== Task directions ==
Where the word "states" occurs in a line of the listing, please copy the line.

-- Source data follows --

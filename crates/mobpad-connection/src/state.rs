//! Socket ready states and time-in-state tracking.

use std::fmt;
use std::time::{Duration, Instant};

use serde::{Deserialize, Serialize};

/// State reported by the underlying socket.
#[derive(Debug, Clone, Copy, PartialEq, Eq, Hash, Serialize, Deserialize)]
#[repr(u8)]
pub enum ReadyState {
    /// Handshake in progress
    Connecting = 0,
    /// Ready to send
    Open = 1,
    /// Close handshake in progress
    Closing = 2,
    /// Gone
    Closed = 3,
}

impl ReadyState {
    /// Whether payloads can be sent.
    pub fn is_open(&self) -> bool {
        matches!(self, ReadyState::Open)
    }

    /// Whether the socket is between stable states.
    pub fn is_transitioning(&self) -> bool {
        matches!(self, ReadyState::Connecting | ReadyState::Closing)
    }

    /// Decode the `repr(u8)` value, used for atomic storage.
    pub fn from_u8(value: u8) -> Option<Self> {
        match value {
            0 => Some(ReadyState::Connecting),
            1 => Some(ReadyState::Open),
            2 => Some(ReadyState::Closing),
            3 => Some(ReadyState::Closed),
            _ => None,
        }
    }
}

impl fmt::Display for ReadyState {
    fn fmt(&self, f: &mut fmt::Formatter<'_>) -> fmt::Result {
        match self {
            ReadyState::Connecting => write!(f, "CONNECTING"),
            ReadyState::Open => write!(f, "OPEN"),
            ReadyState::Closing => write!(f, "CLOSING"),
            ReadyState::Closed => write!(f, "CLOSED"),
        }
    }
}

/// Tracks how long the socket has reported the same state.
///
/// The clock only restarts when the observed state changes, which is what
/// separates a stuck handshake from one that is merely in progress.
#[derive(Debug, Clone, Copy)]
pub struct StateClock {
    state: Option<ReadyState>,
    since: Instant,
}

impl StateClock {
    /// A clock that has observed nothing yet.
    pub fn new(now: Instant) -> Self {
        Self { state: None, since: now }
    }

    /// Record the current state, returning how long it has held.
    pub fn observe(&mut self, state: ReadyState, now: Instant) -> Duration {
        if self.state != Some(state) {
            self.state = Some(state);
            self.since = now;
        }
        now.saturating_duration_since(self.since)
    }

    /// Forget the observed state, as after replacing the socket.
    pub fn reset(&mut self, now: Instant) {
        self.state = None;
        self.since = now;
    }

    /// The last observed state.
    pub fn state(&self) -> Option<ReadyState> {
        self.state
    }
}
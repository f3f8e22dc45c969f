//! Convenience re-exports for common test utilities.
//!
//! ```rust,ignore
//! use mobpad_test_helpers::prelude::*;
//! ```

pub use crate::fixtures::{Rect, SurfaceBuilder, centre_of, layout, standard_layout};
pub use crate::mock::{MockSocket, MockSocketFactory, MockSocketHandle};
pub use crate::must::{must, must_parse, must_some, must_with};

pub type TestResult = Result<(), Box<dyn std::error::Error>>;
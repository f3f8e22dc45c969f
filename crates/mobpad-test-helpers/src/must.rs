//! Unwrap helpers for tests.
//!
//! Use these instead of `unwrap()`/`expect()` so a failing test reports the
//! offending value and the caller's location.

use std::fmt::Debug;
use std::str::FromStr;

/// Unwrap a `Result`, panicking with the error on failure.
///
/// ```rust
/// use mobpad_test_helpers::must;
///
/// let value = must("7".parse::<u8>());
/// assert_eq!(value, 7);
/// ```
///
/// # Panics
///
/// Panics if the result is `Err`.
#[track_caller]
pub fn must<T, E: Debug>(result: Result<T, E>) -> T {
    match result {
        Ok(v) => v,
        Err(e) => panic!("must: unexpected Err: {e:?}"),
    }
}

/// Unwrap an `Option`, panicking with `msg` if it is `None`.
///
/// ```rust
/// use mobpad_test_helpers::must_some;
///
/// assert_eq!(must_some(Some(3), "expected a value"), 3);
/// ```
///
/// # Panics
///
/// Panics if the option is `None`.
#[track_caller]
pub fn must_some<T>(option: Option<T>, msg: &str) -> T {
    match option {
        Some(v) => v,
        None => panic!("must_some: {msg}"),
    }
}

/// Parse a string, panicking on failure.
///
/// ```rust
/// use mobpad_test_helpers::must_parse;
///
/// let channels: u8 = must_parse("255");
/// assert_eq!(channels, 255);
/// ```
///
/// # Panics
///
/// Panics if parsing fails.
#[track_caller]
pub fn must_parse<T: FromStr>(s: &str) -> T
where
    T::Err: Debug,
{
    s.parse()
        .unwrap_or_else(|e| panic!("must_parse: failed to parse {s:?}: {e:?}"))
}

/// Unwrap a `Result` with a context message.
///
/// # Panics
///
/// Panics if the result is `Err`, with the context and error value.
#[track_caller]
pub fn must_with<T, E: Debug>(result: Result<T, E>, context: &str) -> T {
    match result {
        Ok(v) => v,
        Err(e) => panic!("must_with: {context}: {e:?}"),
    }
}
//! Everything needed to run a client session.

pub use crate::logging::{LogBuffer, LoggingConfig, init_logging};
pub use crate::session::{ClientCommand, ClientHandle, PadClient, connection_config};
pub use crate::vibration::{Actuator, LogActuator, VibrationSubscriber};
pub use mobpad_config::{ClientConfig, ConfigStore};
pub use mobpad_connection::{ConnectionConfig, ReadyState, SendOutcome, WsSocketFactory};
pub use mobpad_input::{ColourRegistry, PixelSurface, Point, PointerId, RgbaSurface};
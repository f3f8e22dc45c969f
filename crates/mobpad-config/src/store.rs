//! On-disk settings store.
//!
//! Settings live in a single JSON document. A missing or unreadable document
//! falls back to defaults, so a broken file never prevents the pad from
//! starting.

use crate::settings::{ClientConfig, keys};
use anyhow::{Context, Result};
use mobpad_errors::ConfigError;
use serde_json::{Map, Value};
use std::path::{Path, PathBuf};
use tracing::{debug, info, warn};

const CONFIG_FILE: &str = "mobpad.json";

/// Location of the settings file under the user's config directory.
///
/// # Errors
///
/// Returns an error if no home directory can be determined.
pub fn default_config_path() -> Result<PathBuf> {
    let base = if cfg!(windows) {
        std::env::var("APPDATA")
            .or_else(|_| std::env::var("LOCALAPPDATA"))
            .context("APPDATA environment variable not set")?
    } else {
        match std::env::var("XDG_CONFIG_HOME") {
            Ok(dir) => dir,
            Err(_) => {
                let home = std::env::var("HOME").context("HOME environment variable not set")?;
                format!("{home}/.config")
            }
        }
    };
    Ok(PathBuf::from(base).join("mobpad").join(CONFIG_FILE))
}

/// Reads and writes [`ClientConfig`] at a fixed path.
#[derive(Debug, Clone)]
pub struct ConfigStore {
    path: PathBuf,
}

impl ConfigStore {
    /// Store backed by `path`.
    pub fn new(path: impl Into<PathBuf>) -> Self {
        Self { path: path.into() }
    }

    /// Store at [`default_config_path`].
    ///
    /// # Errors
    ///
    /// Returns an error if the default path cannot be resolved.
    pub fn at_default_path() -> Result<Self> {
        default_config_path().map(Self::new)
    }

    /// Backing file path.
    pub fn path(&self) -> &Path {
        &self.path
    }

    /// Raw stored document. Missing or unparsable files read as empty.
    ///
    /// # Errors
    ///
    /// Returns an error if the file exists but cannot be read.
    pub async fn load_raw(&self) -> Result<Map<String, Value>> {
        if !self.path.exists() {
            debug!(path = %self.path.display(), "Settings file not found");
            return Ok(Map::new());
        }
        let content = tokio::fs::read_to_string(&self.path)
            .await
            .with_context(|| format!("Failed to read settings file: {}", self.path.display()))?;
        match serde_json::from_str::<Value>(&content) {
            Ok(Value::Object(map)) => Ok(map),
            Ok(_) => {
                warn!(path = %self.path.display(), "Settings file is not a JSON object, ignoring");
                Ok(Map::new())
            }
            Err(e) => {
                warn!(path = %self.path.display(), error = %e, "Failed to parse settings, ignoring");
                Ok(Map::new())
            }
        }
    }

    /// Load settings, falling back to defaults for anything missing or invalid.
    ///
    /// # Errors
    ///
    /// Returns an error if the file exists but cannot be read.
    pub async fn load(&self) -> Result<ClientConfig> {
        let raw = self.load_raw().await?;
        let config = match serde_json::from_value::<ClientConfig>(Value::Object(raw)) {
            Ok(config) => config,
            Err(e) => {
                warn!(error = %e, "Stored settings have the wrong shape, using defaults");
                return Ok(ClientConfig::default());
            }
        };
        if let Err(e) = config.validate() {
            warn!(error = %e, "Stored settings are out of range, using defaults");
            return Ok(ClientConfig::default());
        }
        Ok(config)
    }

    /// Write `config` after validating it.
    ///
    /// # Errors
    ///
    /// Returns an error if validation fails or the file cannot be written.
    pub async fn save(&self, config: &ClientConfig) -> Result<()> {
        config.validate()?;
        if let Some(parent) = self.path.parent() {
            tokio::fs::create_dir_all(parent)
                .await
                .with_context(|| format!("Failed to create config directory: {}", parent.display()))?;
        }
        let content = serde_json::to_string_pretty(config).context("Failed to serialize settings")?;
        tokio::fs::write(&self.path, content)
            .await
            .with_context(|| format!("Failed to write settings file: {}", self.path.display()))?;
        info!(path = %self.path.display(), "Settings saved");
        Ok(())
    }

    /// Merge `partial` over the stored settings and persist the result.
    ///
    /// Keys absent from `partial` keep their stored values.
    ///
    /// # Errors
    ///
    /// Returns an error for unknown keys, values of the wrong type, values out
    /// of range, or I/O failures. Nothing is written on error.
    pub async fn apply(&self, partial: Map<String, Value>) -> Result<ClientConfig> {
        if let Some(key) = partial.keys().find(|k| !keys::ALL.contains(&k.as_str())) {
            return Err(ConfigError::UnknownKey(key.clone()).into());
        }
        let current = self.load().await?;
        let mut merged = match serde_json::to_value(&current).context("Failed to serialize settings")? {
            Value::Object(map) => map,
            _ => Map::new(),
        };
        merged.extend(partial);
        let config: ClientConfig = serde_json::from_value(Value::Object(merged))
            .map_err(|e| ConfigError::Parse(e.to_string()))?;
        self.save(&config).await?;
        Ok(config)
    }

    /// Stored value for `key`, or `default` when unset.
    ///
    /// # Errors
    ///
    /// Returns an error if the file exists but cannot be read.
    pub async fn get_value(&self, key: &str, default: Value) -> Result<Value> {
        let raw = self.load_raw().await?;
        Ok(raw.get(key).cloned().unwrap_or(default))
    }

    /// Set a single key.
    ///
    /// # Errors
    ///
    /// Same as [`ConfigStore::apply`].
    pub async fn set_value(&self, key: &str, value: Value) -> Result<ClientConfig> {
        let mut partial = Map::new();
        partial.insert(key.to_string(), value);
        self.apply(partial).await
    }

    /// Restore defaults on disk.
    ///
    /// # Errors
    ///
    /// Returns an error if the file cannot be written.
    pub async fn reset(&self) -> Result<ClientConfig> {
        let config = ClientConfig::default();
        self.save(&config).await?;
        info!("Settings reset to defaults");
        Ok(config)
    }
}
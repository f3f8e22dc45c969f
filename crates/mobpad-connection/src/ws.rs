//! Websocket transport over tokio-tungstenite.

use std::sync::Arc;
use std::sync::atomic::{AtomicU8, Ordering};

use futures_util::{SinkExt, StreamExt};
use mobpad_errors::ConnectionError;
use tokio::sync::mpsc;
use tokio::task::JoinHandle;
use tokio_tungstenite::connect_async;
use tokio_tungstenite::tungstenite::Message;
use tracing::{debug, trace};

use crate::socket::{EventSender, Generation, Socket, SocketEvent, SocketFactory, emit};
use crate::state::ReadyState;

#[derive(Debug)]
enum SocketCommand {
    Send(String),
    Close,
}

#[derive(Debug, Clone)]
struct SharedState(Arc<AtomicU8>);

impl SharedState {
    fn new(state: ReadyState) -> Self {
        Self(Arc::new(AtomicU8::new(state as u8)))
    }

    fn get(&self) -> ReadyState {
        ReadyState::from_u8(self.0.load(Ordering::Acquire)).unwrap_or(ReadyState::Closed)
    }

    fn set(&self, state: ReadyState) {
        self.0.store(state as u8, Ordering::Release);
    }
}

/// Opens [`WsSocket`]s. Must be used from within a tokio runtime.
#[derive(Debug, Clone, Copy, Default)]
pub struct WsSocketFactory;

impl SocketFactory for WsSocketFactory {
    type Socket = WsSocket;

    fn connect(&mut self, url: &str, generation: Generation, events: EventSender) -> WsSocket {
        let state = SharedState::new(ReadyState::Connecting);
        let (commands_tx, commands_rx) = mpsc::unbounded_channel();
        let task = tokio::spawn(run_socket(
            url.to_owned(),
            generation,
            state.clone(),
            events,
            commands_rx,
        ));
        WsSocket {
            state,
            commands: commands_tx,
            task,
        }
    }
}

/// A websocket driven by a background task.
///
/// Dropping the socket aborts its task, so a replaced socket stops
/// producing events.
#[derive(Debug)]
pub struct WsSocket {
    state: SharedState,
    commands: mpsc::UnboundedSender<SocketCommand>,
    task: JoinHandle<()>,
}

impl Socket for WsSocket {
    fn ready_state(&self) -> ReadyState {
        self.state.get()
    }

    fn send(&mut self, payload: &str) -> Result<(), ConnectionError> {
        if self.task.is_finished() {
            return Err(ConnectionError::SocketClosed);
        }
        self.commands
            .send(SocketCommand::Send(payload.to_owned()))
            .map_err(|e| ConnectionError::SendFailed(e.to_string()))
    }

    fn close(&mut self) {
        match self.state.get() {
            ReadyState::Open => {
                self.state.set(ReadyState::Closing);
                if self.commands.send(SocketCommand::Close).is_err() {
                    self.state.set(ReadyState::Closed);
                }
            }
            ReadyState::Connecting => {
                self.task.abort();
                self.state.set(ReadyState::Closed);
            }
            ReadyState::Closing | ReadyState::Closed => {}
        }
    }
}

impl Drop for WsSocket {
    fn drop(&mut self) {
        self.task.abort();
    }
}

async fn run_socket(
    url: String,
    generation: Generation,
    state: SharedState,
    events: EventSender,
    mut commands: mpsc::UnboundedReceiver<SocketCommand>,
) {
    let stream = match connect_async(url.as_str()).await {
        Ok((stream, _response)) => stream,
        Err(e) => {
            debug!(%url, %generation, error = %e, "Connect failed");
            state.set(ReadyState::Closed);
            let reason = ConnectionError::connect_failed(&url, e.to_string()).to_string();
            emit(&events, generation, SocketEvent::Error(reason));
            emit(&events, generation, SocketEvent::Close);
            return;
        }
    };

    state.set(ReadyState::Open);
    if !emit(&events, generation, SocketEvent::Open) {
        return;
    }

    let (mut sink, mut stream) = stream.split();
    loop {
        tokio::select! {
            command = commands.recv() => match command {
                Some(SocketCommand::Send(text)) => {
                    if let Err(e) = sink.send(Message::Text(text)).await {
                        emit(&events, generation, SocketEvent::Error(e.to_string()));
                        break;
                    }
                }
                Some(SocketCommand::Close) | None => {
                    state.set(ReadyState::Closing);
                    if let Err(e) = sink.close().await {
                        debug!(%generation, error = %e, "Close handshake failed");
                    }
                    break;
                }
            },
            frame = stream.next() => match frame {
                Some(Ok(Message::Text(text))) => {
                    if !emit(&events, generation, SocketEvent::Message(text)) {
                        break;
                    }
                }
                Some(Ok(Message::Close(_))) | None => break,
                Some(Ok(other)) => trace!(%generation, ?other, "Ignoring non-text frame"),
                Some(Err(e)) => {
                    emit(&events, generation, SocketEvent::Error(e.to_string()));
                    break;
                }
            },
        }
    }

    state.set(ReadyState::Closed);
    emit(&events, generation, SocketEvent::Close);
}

-- Source data concluded --

== Reply to the exercise ==
//! Socket ready states and time-in-state tracking.
    /// Whether the socket is between stable states.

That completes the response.